I was seriously scared to walk down the street or turn a corner for a couple of days, afraid that a bus might hit me.  I started thinking, "Things were pretty bad this weekend, but they could have been worse, right?" And I tried to come up with things that could have happened to put me in an even worse situation: my car could have been completely stolen, I could have been kidnapped, someone could have died.

And that led me to think about the times when we say, "I would give anything for ________ not to happen."  We always say that on the back end of things when something awful has already happened.  What if we looked at that statement on the front end of things when awful things haven't already happened.

For example: what if my car was actually completely stolen, or I was in a car accident that left me a quadriplegic (literally cost me my arms and legs), or what if one of my family members died... would I give up my measley ipod and my replacable running shoes? Yes. Would I take the hit of a couple parking tickets? Yes. Would I even step in dog poop? Sure.

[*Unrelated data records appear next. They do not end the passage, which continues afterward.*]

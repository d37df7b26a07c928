use chrono::{DateTime, Utc};
use serde::{Deserialize, Serialize};
use sqlx::{FromRow, PgPool};
use uuid::Uuid;

/// The two membership tiers offered by the facility. Prices are whole
/// currency units (so'm), no fractional handling.
#[derive(Debug, Clone, Copy, PartialEq, Eq, Serialize, Deserialize, sqlx::Type)]
#[sqlx(type_name = "text", rename_all = "SCREAMING_SNAKE_CASE")]
#[serde(rename_all = "SCREAMING_SNAKE_CASE")]
pub enum Plan {
    /// Admission on at most every other calendar day
    AlternateDay,
    /// Unrestricted daily admission
    Daily,
}

impl Plan {
    pub fn price(self) -> i64 {
        match self {
            Plan::AlternateDay => 300_000,
            Plan::Daily => 550_000,
        }
    }

    pub fn as_str(self) -> &'static str {
        match self {
            Plan::AlternateDay => "ALTERNATE_DAY",
            Plan::Daily => "DAILY",
        }
    }
}

#[derive(Debug, Clone, Serialize, Deserialize, FromRow)]
pub struct Subscription {
    pub id: Uuid,
    pub member_id: Uuid,
    pub plan: Plan,
    pub price: i64,
    pub start_date: DateTime<Utc>,
    pub end_date: DateTime<Utc>,
    pub created_at: DateTime<Utc>,
}

impl Subscription {
    /// The member's current subscription: the row with the latest end date.
    pub async fn latest_for_member(
        pool: &PgPool,
        member_id: Uuid,
    ) -> Result<Option<Self>, sqlx::Error> {
        let subscription = sqlx::query_as::<_, Self>(
            r#"
            SELECT * FROM subscriptions
            WHERE member_id = $1
            ORDER BY end_date DESC
            LIMIT 1
            "#,
        )
        .bind(member_id)
        .fetch_optional(pool)
        .await?;

        Ok(subscription)
    }

    pub async fn list_for_member(
        pool: &PgPool,
        member_id: Uuid,
    ) -> Result<Vec<Self>, sqlx::Error> {
        let subscriptions = sqlx::query_as::<_, Self>(
            r#"
            SELECT * FROM subscriptions
            WHERE member_id = $1
            ORDER BY end_date DESC
            "#,
        )
        .bind(member_id)
        .fetch_all(pool)
        .await?;

        Ok(subscriptions)
    }

    /// Renewal: appends a new subscription row and flips the member's
    /// stored status back to ACTIVE, in one transaction. Prior rows are
    /// never touched.
    pub async fn renew(
        pool: &PgPool,
        member_id: Uuid,
        plan: Plan,
        start_date: DateTime<Utc>,
        end_date: DateTime<Utc>,
    ) -> Result<Self, sqlx::Error> {
        let mut tx = pool.begin().await?;

        let subscription = sqlx::query_as::<_, Self>(
            r#"
            INSERT INTO subscriptions (member_id, plan, price, start_date, end_date)
            VALUES ($1, $2, $3, $4, $5)
            RETURNING *
            "#,
        )
        .bind(member_id)
        .bind(plan)
        .bind(plan.price())
        .bind(start_date)
        .bind(end_date)
        .fetch_one(&mut *tx)
        .await?;

        sqlx::query(
            r#"
            UPDATE members SET status = 'ACTIVE' WHERE id = $1
            "#,
        )
        .bind(member_id)
        .execute(&mut *tx)
        .await?;

        tx.commit().await?;

        Ok(subscription)
    }

    /// The plan of the current subscription is mutable in place on
    /// member edit; dates and price of past rows never change.
    pub async fn update_current_plan(
        pool: &PgPool,
        member_id: Uuid,
        plan: Plan,
    ) -> Result<(), sqlx::Error> {
        sqlx::query(
            r#"
            UPDATE subscriptions SET plan = $2
            WHERE id = (
                SELECT id FROM subscriptions
                WHERE member_id = $1
                ORDER BY end_date DESC
                LIMIT 1
            )
            "#,
        )
        .bind(member_id)
        .bind(plan)
        .execute(pool)
        .await?;

        Ok(())
    }
}

#[cfg(test)]
mod tests {
    use super::*;

    #[test]
    fn plan_price_table() {
        assert_eq!(Plan::AlternateDay.price(), 300_000);
        assert_eq!(Plan::Daily.price(), 550_000);
    }

    #[test]
    fn plan_serializes_to_wire_names() {
        assert_eq!(
            serde_json::to_string(&Plan::AlternateDay).unwrap(),
            r#""ALTERNATE_DAY""#
        );
        assert_eq!(serde_json::to_string(&Plan::Daily).unwrap(), r#""DAILY""#);
    }
}
use axum::{routing::get, Router};
use secrecy::ExposeSecret;
use std::net::SocketAddr;
use std::sync::Arc;
use tokio_cron_scheduler::{Job, JobScheduler};
use tower_http::trace::TraceLayer;
use tracing_subscriber::{layer::SubscriberExt, util::SubscriberInitExt};

use gymdesk::api::middleware::session::{create_session_layer, AppState};
use gymdesk::config::Config;
use gymdesk::services::admission::AdmissionEngine;
use gymdesk::services::localtime::LocalTime;
use gymdesk::services::webhook::WebhookNotifier;
use gymdesk::{api, db, jobs};

#[tokio::main]
async fn main() -> anyhow::Result<()> {
    // Initialize tracing
    tracing_subscriber::registry()
        .with(
            tracing_subscriber::EnvFilter::try_from_default_env()
                .unwrap_or_else(|_| "gymdesk=debug,tower_http=debug".into()),
        )
        .with(tracing_subscriber::fmt::layer())
        .init();

    tracing::info!("Starting gymdesk server...");

    // Load configuration
    let config = Config::from_env()?;
    tracing::info!("Configuration loaded successfully");

    // Create database pool
    let pool = db::create_pool(&config.database_url).await?;
    tracing::info!("Database pool created");

    // Run migrations
    db::run_migrations(&pool).await?;
    tracing::info!("Database migrations completed");

    // Create session layer
    let session_secret = config.session_secret.expose_secret().as_bytes();
    let session_layer = create_session_layer(pool.clone(), session_secret).await?;
    tracing::info!("Session layer initialized");

    let local_time = LocalTime::from_offset_hours(config.timezone_offset_hours)?;
    let notifier = WebhookNotifier::new(config.webhook_url.as_deref())?;
    let engine = Arc::new(AdmissionEngine::new(
        pool.clone(),
        local_time,
        notifier.clone(),
    ));

    // Nightly sweep folding expired subscriptions into the stored flag
    let scheduler = JobScheduler::new().await?;
    let sweep_pool = pool.clone();
    scheduler
        .add(Job::new_async("0 0 3 * * *", move |_id, _sched| {
            let pool = sweep_pool.clone();
            Box::pin(async move {
                if let Err(e) = jobs::status_sweep::deactivate_expired_members(&pool).await {
                    tracing::error!(error = %e, "Status sweep failed");
                }
            })
        })?)
        .await?;
    scheduler.start().await?;
    tracing::info!("Status sweep scheduled");

    // Build application state
    let state = AppState {
        pool: pool.clone(),
        config: config.clone(),
        local_time,
        notifier,
        engine,
    };

    // Everything except /health and /login sits behind the admin session
    let protected = Router::new()
        .merge(api::members::router())
        .merge(api::checkin::router())
        .merge(api::attendance::router())
        .merge(api::reports::router())
        .route_layer(axum::middleware::from_fn(
            api::middleware::auth::require_auth,
        ));

    let app = Router::new()
        .route("/health", get(|| async { "OK" }))
        .merge(api::auth::router())
        .merge(protected)
        .layer(session_layer)
        .layer(TraceLayer::new_for_http())
        .with_state(state);

    let addr: SocketAddr = format!("{}:{}", config.host, config.port).parse()?;
    tracing::info!("Listening on {}", addr);

    // Start server
    let listener = tokio::net::TcpListener::bind(addr).await?;
    axum::serve(listener, app)
        .with_graceful_shutdown(shutdown_signal())
        .await?;

    Ok(())
}

async fn shutdown_signal() {
    tokio::signal::ctrl_c()
        .await
        .expect("failed to install CTRL+C signal handler");
    tracing::info!("Shutdown signal received, cleaning up...");
}
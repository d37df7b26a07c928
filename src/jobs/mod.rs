// Background jobs

pub mod status_sweep;
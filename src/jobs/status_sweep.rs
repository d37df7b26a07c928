use sqlx::PgPool;

#[derive(Debug)]
pub struct SweepStats {
    pub deactivated: u64,
}

/// Nightly job that folds expired subscriptions into the stored status
/// flag: members whose current subscription has ended are flipped to
/// INACTIVE. The flag stays a convenience snapshot; every read still
/// derives the effective status from the subscription itself.
pub async fn deactivate_expired_members(pool: &PgPool) -> Result<SweepStats, sqlx::Error> {
    let result = sqlx::query(
        r#"
        UPDATE members m
        SET status = 'INACTIVE'
        WHERE m.status = 'ACTIVE'
          AND (
            SELECT s.end_date
            FROM subscriptions s
            WHERE s.member_id = m.id
            ORDER BY s.end_date DESC
            LIMIT 1
          ) < NOW()
        "#,
    )
    .execute(pool)
    .await?;

    let stats = SweepStats {
        deactivated: result.rows_affected(),
    };

    tracing::info!(deactivated = stats.deactivated, "Status sweep completed");

    Ok(stats)
}

#[cfg(test)]
mod tests {
    use super::*;

    #[tokio::test]
    #[ignore] // Requires a running PostgreSQL instance
    async fn sweep_runs_against_live_database() {
        let database_url =
            std::env::var("DATABASE_URL").expect("DATABASE_URL required for this test");
        let pool = crate::db::create_pool(&database_url).await.unwrap();
        crate::db::run_migrations(&pool).await.unwrap();

        deactivate_expired_members(&pool).await.unwrap();
    }
}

So maybe all of this happened in the place of something worse happening.  Instead of saying, "I would give anything..." I'm just giving it without knowing what could have happened.  I know that's a crazy train of thought, but it makes me feel a little better about my streak of bad luck.

2 comments:

  1. Love this! Not the fact that you had such a crummy weekend, but that you put a new spin and perspective on things. I think that's sometimes a bonus when you journal/blog and think things through as you write down your experiences. And then we all benefit from your reflections and insights. Thanks!

    ReplyDelete
  2. Mary the remainder of 2011 should be great for you because you've had more than your share of negative things already! Being reflective is a good thing. Most of us don't naturally think that way when bad things happen, and we should. Sorry you had to experience all that but grateful for your comments afterward.